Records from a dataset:
+---+

//! In-memory state owned by the `MatchingEngine`: the waiting pool, the
//! pairwise compatibility-score index, the block list and match history.
//! Plain in-process collections behind one lock, since this system has no
//! second process to share state with.

use std::collections::{HashMap, HashSet};

use chrono::{DateTime, Utc};

use crate::profile::{PeerId, Profile};

/// A peer currently searching for a partner.
#[derive(Debug, Clone)]
pub struct WaitingEntry {
    pub profile: Profile,
    pub joined_at: DateTime<Utc>,
    pub attempts: u32,
}

impl WaitingEntry {
    pub fn wait_secs(&self, now: DateTime<Utc>) -> f64 {
        (now - self.joined_at).num_milliseconds().max(0) as f64 / 1000.0
    }
}

/// Match count between one unordered pair of peers, stored under the
/// canonical `(min, max)` key ordering so lookups don't care which side
/// asks.
#[derive(Debug, Clone, Copy, Default)]
pub struct PairHistory {
    pub times_matched: u32,
}

fn canonical_pair(a: PeerId, b: PeerId) -> (PeerId, PeerId) {
    if a <= b { (a, b) } else { (b, a) }
}

/// Waiting pool + compatibility cache/score index + block list + match
/// history. Guarded by a single lock in `MatchingEngine` — every method
/// here assumes exclusive access and does no I/O, so the critical section
/// is always short.
#[derive(Debug, Default)]
pub struct PoolState {
    waiting: HashMap<PeerId, WaitingEntry>,
    /// `peerId -> (partnerId -> score)`, precomputed by `add` and refreshed
    /// periodically by the matching engine's rematch loop.
    score_index: HashMap<PeerId, HashMap<PeerId, f64>>,
    blocks: HashMap<PeerId, HashSet<PeerId>>,
    history: HashMap<(PeerId, PeerId), u32>,
}

impl PoolState {
    pub fn contains(&self, peer_id: PeerId) -> bool {
        self.waiting.contains_key(&peer_id)
    }

    pub fn get(&self, peer_id: PeerId) -> Option<&WaitingEntry> {
        self.waiting.get(&peer_id)
    }

    pub fn len(&self) -> usize {
        self.waiting.len()
    }

    pub fn is_empty(&self) -> bool {
        self.waiting.is_empty()
    }

    pub fn peers(&self) -> impl Iterator<Item = PeerId> + '_ {
        self.waiting.keys().copied()
    }

    pub fn insert(&mut self, entry: WaitingEntry) {
        self.waiting.insert(entry.profile.id, entry);
    }

    /// Removes `peer_id` from the pool and evicts every score-index entry
    /// mentioning it, in either direction.
    pub fn remove(&mut self, peer_id: PeerId) -> Option<WaitingEntry> {
        self.score_index.remove(&peer_id);
        for (_, row) in self.score_index.iter_mut() {
            row.remove(&peer_id);
        }
        self.waiting.remove(&peer_id)
    }

    pub fn set_score(&mut self, a: PeerId, b: PeerId, score: f64) {
        self.score_index.entry(a).or_default().insert(b, score);
    }

    pub fn scores_for(&self, peer_id: PeerId) -> Option<&HashMap<PeerId, f64>> {
        self.score_index.get(&peer_id)
    }

    /// Symmetric block: inserts both directions and evicts the pair's
    /// score-index entries.
    pub fn block(&mut self, peer_id: PeerId, other_id: PeerId) {
        self.blocks.entry(peer_id).or_default().insert(other_id);
        self.blocks.entry(other_id).or_default().insert(peer_id);
        if let Some(row) = self.score_index.get_mut(&peer_id) {
            row.remove(&other_id);
        }
        if let Some(row) = self.score_index.get_mut(&other_id) {
            row.remove(&peer_id);
        }
    }

    pub fn is_blocked(&self, a: PeerId, b: PeerId) -> bool {
        self.blocks.get(&a).is_some_and(|s| s.contains(&b))
    }

    pub fn history_of(&self, a: PeerId, b: PeerId) -> PairHistory {
        let times_matched = self.history.get(&canonical_pair(a, b)).copied().unwrap_or(0);
        PairHistory { times_matched }
    }

    pub fn record_match(&mut self, a: PeerId, b: PeerId) {
        *self.history.entry(canonical_pair(a, b)).or_insert(0) += 1;
    }
}

#[cfg(test)]
mod tests {
    use super::*;
    use crate::profile::{AgeRange, ChatMode, Gender, GenderPreference};
    use uuid::Uuid;

    fn entry(id: PeerId) -> WaitingEntry {
        WaitingEntry {
            profile: Profile {
                id,
                username: "u".into(),
                gender: Gender::NotSpecified,
                age: 25,
                interests: vec![],
                chat_mode: ChatMode::Text,
                gender_preference: GenderPreference::Any,
                age_range: AgeRange::default(),
                priority: 1.0,
            },
            joined_at: Utc::now(),
            attempts: 0,
        }
    }

    #[test]
    fn remove_evicts_score_index_both_directions() {
        let mut pool = PoolState::default();
        let a = Uuid::new_v4();
        let b = Uuid::new_v4();
        pool.insert(entry(a));
        pool.insert(entry(b));
        pool.set_score(a, b, 80.0);
        pool.set_score(b, a, 80.0);

        pool.remove(a);

        assert!(pool.scores_for(a).is_none());
        assert!(pool.scores_for(b).unwrap().get(&a).is_none());
    }

    #[test]
    fn block_is_symmetric_and_evicts_cache() {
        let mut pool = PoolState::default();
        let a = Uuid::new_v4();
        let b = Uuid::new_v4();
        pool.insert(entry(a));
        pool.insert(entry(b));
        pool.set_score(a, b, 90.0);
        pool.set_score(b, a, 90.0);

        pool.block(a, b);

        assert!(pool.is_blocked(a, b));
        assert!(pool.is_blocked(b, a));
        assert!(pool.scores_for(a).unwrap().get(&b).is_none());
        assert!(pool.scores_for(b).unwrap().get(&a).is_none());
    }

    #[test]
    fn history_key_is_unordered() {
        let mut pool = PoolState::default();
        let a = Uuid::new_v4();
        let b = Uuid::new_v4();
        pool.record_match(a, b);
        pool.record_match(b, a);
        assert_eq!(pool.history_of(a, b).times_matched, 2);
        assert_eq!(pool.history_of(b, a).times_matched, 2);
    }
}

+---+

# [Work instruction]
Your answer should consist of each line above in which "PairHistory" appears.

# [Solution to the problem]
pub struct PairHistory {
    pub fn history_of(&self, a: PeerId, b: PeerId) -> PairHistory {
        PairHistory { times_matched }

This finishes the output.